I guess I could blame Rob and Tom for inspiring me to head to the land of the long white cloud as I slide out of control down a cliff face near Omarama on New Zealand’s South Island.
For about 10 minutes I’ve been digging my fingers and boots into the steep descent’s soft grit wall which is crumbling with my every move. I sneeze and boulders the size of basketballs come flying past my head. I’m clinging to the dirt, face down, like a fat kid clings to a chocolate bar.

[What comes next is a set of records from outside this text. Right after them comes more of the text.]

/// Parse the standard output of `ping -c N <target>`.
pub fn parse_ping_output(text: &str) -> ParseResult<ProbeResult> {
    let mut lines = text.lines().map(str::trim).filter(|l| !l.is_empty());

    let header = lines.next().ok_or(ParseError::Empty)?;
    let (layout, destination, destination_ip, data_bytes) = parse_header(header)?;

    let mut responses = Vec::new();
    let mut saw_statistics = false;
    for line in lines.by_ref() {
        if STATS_HEADER.is_match(line) {
            saw_statistics = true;
            break;
        }
        match parse_response(line)? {
            Some(response) => responses.push(response),
            None => debug!(line, "Skipping unrecognized probe line"),
        }
    }
    if !saw_statistics {
        return Err(ParseError::MissingStatistics);
    }

    let counts_line = lines.next().ok_or(ParseError::MissingStatistics)?;
    let counts = parse_counts(counts_line)?;

    let mut rtt = None;
    for line in lines {
        if let Some(caps) = RTT.captures(line) {
            rtt = Some([
                num::<f64>(&caps, 1, "round_trip_ms_min")?,
                num::<f64>(&caps, 2, "round_trip_ms_avg")?,
                num::<f64>(&caps, 3, "round_trip_ms_max")?,
                num::<f64>(&caps, 4, "round_trip_ms_stddev")?,
            ]);
            break;
        }
        if line.starts_with("rtt ") || line.starts_with("round-trip ") {
            return Err(ParseError::MalformedStatistics(line.to_string()));
        }
    }
    if counts.received > 0 && rtt.is_none() {
        return Err(ParseError::MissingStatistics);
    }

    Ok(ProbeResult {
        layout,
        destination,
        destination_ip,
        data_bytes: Some(data_bytes),
        packets_transmitted: counts.transmitted,
        packets_received: counts.received,
        packet_loss_percent: counts.loss_percent,
        duplicates: counts.duplicates,
        errors: counts.errors,
        time_ms: counts.time_ms,
        round_trip_ms_min: rtt.map(|r| r[0]),
        round_trip_ms_avg: rtt.map(|r| r[1]),
        round_trip_ms_max: rtt.map(|r| r[2]),
        round_trip_ms_stddev: rtt.map(|r| r[3]),
        responses,
    })
}

fn parse_header(line: &str) -> ParseResult<(OutputLayout, String, String, u32)> {
    let (layout, caps) = if let Some(caps) = BSD_HEADER.captures(line) {
        (OutputLayout::Bsd, caps)
    } else if let Some(caps) = LINUX_HEADER.captures(line) {
        (OutputLayout::Linux, caps)
    } else if let Some(caps) = LINUX_V6_HEADER.captures(line) {
        (OutputLayout::Linux, caps)
    } else {
        return Err(ParseError::UnknownHeader(line.to_string()));
    };

    Ok((
        layout,
        caps[1].to_string(),
        caps[2].to_string(),
        num(&caps, 3, "data_bytes")?,
    ))
}

fn parse_response(line: &str) -> ParseResult<Option<ProbeResponse>> {
    if let Some(caps) = REPLY.captures(line) {
        let response = ProbeResponse {
            timestamp: opt_num(&caps, 1, "timestamp")?,
            bytes: Some(num(&caps, 2, "bytes")?),
            response_ip: Some(response_ip(&caps[3])),
            icmp_seq: Some(num(&caps, 4, "icmp_seq")?),
            ttl: Some(num(&caps, 5, "ttl")?),
            time_ms: Some(num(&caps, 6, "time_ms")?),
            duplicate: caps[7].contains("DUP!"),
            ..ProbeResponse::new(ResponseKind::Reply)
        };
        return Ok(Some(response));
    }

    if let Some(caps) = LINUX_ERROR.captures(line) {
        let ip = caps
            .get(3)
            .or_else(|| caps.get(2))
            .map(|m| m.as_str().to_string());
        let response = ProbeResponse {
            timestamp: opt_num(&caps, 1, "timestamp")?,
            response_ip: ip,
            icmp_seq: Some(num(&caps, 4, "icmp_seq")?),
            message: Some(caps[5].to_string()),
            ..ProbeResponse::new(ResponseKind::Error)
        };
        return Ok(Some(response));
    }

    if let Some(caps) = BSD_TIMEOUT
        .captures(line)
        .or_else(|| LINUX_NO_ANSWER.captures(line))
    {
        let response = ProbeResponse {
            icmp_seq: Some(num(&caps, 1, "icmp_seq")?),
            ..ProbeResponse::new(ResponseKind::Timeout)
        };
        return Ok(Some(response));
    }

    if let Some(caps) = BSD_ERROR.captures(line) {
        if REPLY_FIELDS.is_match(&caps[3]) {
            return Err(ParseError::UnrecognizedReply(line.to_string()));
        }
        let response = ProbeResponse {
            bytes: Some(num(&caps, 1, "bytes")?),
            response_ip: Some(caps[2].to_string()),
            message: Some(caps[3].to_string()),
            ..ProbeResponse::new(ResponseKind::Error)
        };
        return Ok(Some(response));
    }

    Ok(None)
}

/// `host (ip)` → `ip`; a bare address is returned unchanged.
fn response_ip(from: &str) -> String {
    HOST_WITH_IP
        .captures(from)
        .map(|caps| caps[1].to_string())
        .unwrap_or_else(|| from.to_string())
}

#[derive(Debug, Default)]
struct Counts {
    transmitted: u32,
    received: u32,
    loss_percent: f64,
    duplicates: u32,
    errors: u32,
    time_ms: Option<f64>,
}
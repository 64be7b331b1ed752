//! Result envelope persistence
//!
//! One JSON document per probe; writing replaces whatever was there.

use pb_core::Result;
use std::fs;
use std::path::Path;
use tracing::debug;

use crate::record::ResultEnvelope;

/// Write `envelope` to `path`, replacing any existing file.
pub fn write_envelope(path: &Path, envelope: &ResultEnvelope) -> Result<()> {
    if let Some(parent) = path.parent().filter(|p| !p.as_os_str().is_empty()) {
        fs::create_dir_all(parent)?;
    }
    let json = serde_json::to_string(envelope)?;
    fs::write(path, json)?;
    debug!(path = %path.display(), records = envelope.info.len(), "Envelope written");
    Ok(())
}

/// Read an envelope previously written with [`write_envelope`].
pub fn read_envelope(path: &Path) -> Result<ResultEnvelope> {
    let content = fs::read_to_string(path)?;
    Ok(serde_json::from_str(&content)?)
}
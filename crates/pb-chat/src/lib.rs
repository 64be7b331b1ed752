//! pb-chat: the interactive session
//!
//! Owns the probe runner and the model providers, and walks one user from
//! address entry to a retrieval-backed conversation about the probe.

pub mod session;

pub use session::{
    Screen, SessionConfig, SessionContext, SessionController, SessionSummary,
};
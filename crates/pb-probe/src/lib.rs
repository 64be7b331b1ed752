//! pb-probe: run a ping probe and turn its output into a JSON envelope
//!
//! ```text
//! Target ──► ProbeRunner ──► raw stdout ──► parser ──► ProbeResult
//!                                                         │
//!                     ping_results.json ◄── store ◄── ResultEnvelope
//! ```

pub mod parser;
pub mod record;
pub mod runner;
pub mod store;

pub use parser::{parse_ping_output, OutputLayout, ParseError};
pub use record::{ProbeRecord, ProbeResponse, ProbeResult, ResponseKind, ResultEnvelope};
pub use runner::{PingCommand, ProbeOutput, ProbeRunner, Target};
pub use store::{read_envelope, write_envelope};

use pb_core::Result;
use std::path::Path;
use tracing::info;

/// Probe `target`, parse the output and persist the envelope at `path`.
///
/// Any existing file at `path` is replaced.
pub async fn probe_to_json(
    runner: &dyn ProbeRunner,
    target: &Target,
    path: &Path,
) -> Result<ResultEnvelope> {
    let output = runner.run(target).await?;
    let result = parse_ping_output(&output.stdout)?;
    let envelope = ResultEnvelope::from_result(&result);
    write_envelope(path, &envelope)?;

    info!(
        target = %target,
        records = envelope.info.len(),
        received = result.packets_received,
        path = %path.display(),
        "Probe results written"
    );
    Ok(envelope)
}

/// Prelude for convenient imports
pub mod prelude {
    pub use super::{
        parse_ping_output, probe_to_json, PingCommand, ProbeRunner, ResultEnvelope, Target,
    };
}
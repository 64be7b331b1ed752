//! pb-llm: Language-model and embedding providers
//!
//! ## Supported Providers & Endpoints
//!
//! | Provider | Base URL | Auth Method |
//! |----------|----------|-------------|
//! | OpenAI (and compatible servers) | `https://api.openai.com/v1` | `Bearer {OPENAI_API_KEY}` |
//!
//! ## Environment Variables
//!
//! ```bash
//! OPENAI_API_KEY=sk-xxx                       # required
//! OPENAI_BASE_URL=https://api.openai.com/v1   # optional, for compatible servers
//! ```

pub mod openai;
pub mod provider;

pub use openai::OpenAiClient;
pub use provider::{
    ChatMessage, ChatRequest, ChatResponse, EmbeddingProvider, LlmProvider, Role, TokenUsage,
};

/// Prelude for convenient imports
pub mod prelude {
    pub use super::openai::OpenAiClient;
    pub use super::provider::{
        ChatMessage, ChatRequest, ChatResponse, EmbeddingProvider, LlmProvider, Role, TokenUsage,
    };
}
//! Session controller
//!
//! Two screens: `Setup` takes an address and runs the probe, `Chat` answers
//! questions about the results. The only transition is Setup → Chat on a
//! successful probe; a failed probe leaves the controller on Setup.

use chrono::{DateTime, Utc};
use pb_core::{AppConfig, Error, Result};
use pb_llm::{EmbeddingProvider, LlmProvider};
use pb_probe::{probe_to_json, ProbeRunner, ResultEnvelope, Target};
use pb_rag::{Answer, ChunkerConfig, DocumentChunker, RetrievalConfig, RetrievalSession};
use serde::Serialize;
use std::fmt;
use std::path::PathBuf;
use std::sync::Arc;
use tracing::{info, warn};
use uuid::Uuid;

/// Which screen the controller is on
#[derive(Debug, Clone, Copy, PartialEq, Eq, Serialize)]
#[serde(rename_all = "lowercase")]
pub enum Screen {
    Setup,
    Chat,
}

impl fmt::Display for Screen {
    fn fmt(&self, f: &mut fmt::Formatter<'_>) -> fmt::Result {
        match self {
            Screen::Setup => write!(f, "setup"),
            Screen::Chat => write!(f, "chat"),
        }
    }
}

/// Everything the controller needs beyond its collaborators
#[derive(Debug, Clone, PartialEq)]
pub struct SessionConfig {
    pub results_path: PathBuf,
    pub chunker: ChunkerConfig,
    pub retrieval: RetrievalConfig,
}

impl SessionConfig {
    pub fn from_app_config(config: &AppConfig) -> Self {
        Self {
            results_path: config.results_path.clone(),
            chunker: ChunkerConfig {
                chunk_size: config.chunk_size,
                chunk_overlap: config.chunk_overlap,
            },
            retrieval: RetrievalConfig::from_app_config(config),
        }
    }
}

/// State of a live chat, created by a successful probe
pub struct SessionContext {
    pub id: Uuid,
    pub started_at: DateTime<Utc>,
    pub target: Target,
    pub results_path: PathBuf,
    pub envelope: ResultEnvelope,
    pub retrieval: RetrievalSession,
}

impl fmt::Debug for SessionContext {
    fn fmt(&self, f: &mut fmt::Formatter<'_>) -> fmt::Result {
        f.debug_struct("SessionContext")
            .field("id", &self.id)
            .field("started_at", &self.started_at)
            .field("target", &self.target)
            .field("results_path", &self.results_path)
            .field("records", &self.envelope.info.len())
            .field("turns", &self.retrieval.history().len())
            .finish_non_exhaustive()
    }
}

impl SessionContext {
    pub fn summary(&self) -> SessionSummary {
        SessionSummary {
            id: self.id.to_string(),
            target: self.target.to_string(),
            started_at: self.started_at,
            ended_at: Utc::now(),
            records: self.envelope.info.len(),
            chunks: self.retrieval.index_len(),
            exchanges: self.retrieval.history().len() / 2,
            total_tokens: self.retrieval.total_usage().total_tokens,
        }
    }
}

/// What is logged when a session ends
#[derive(Debug, Clone, Serialize)]
pub struct SessionSummary {
    pub id: String,
    pub target: String,
    pub started_at: DateTime<Utc>,
    pub ended_at: DateTime<Utc>,
    pub records: usize,
    pub chunks: usize,
    pub exchanges: usize,
    pub total_tokens: u32,
}

enum SessionState {
    Setup,
    Chat(Box<SessionContext>),
}

pub struct SessionController {
    config: SessionConfig,
    chunker: DocumentChunker,
    runner: Arc<dyn ProbeRunner>,
    llm: Arc<dyn LlmProvider>,
    embedder: Arc<dyn EmbeddingProvider>,
    state: SessionState,
}

impl SessionController {
    pub fn new(
        config: SessionConfig,
        runner: Arc<dyn ProbeRunner>,
        llm: Arc<dyn LlmProvider>,
        embedder: Arc<dyn EmbeddingProvider>,
    ) -> Result<Self> {
        let chunker = DocumentChunker::new(config.chunker)?;
        Ok(Self {
            config,
            chunker,
            runner,
            llm,
            embedder,
            state: SessionState::Setup,
        })
    }

    pub fn screen(&self) -> Screen {
        match self.state {
            SessionState::Setup => Screen::Setup,
            SessionState::Chat(_) => Screen::Chat,
        }
    }

    pub fn context(&self) -> Option<&SessionContext> {
        match &self.state {
            SessionState::Chat(ctx) => Some(&**ctx),
            SessionState::Setup => None,
        }
    }

    pub fn config(&self) -> &SessionConfig {
        &self.config
    }

    /// Probe `input`, index the results and switch to the chat screen.
    pub async fn submit_address(&mut self, input: &str) -> Result<&SessionContext> {
        if let SessionState::Chat(ctx) = &self.state {
            return Err(Error::invalid_state(format!(
                "already chatting about {}",
                ctx.target
            )));
        }

        let target = Target::parse(input)?;
        let path = self.config.results_path.clone();

        let envelope = probe_to_json(self.runner.as_ref(), &target, &path).await?;
        let chunks = self.chunker.load_and_split(&path)?;
        let retrieval = RetrievalSession::build(
            chunks,
            Arc::clone(&self.llm),
            Arc::clone(&self.embedder),
            self.config.retrieval.clone(),
        )
        .await?;

        let ctx = SessionContext {
            id: Uuid::new_v4(),
            started_at: Utc::now(),
            target,
            results_path: path,
            envelope,
            retrieval,
        };
        info!(
            session = %ctx.id,
            target = %ctx.target,
            chunks = ctx.retrieval.index_len(),
            "Chat session started"
        );

        self.state = SessionState::Chat(Box::new(ctx));
        self.context()
            .ok_or_else(|| Error::invalid_state("session was not started"))
    }

    /// Answer a question about the probe results.
    pub async fn submit_question(&mut self, input: &str) -> Result<Answer> {
        match &mut self.state {
            SessionState::Chat(ctx) => ctx.retrieval.ask(input).await,
            SessionState::Setup => Err(Error::invalid_state(
                "no probe results yet; enter an address first",
            )),
        }
    }

    /// Tear the session down. Returns the summary if a chat was live.
    pub fn end(self) -> Option<SessionSummary> {
        match self.state {
            SessionState::Chat(ctx) => {
                let summary = ctx.summary();
                info!(
                    session = %summary.id,
                    target = %summary.target,
                    exchanges = summary.exchanges,
                    total_tokens = summary.total_tokens,
                    "Chat session ended"
                );
                Some(summary)
            }
            SessionState::Setup => {
                warn!("Session ended before any probe completed");
                None
            }
        }
    }
}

Earlier I spotted a fishy-looking finger of water on the southern side of Lake Benmore, snug against an almost sheer cliff. Stupid me decided to get down there, and in the quickest most dangerous way possible. But despite the cuts, bruises and lashings I’ve received from the sapling I’ve been clinging to life on, it’s not all bad. I look up and realise even if I’m not close to death, I’ve reached a place surely nearly on par with heaven. New Zealand’s South Island has to be the most beautiful place in the world. I take one last look at the spectacular snowy mountain-covered horizon as well as the cobalt blue water 10 metres below me, close my eyes, release my grip and begin my surely fatal fall.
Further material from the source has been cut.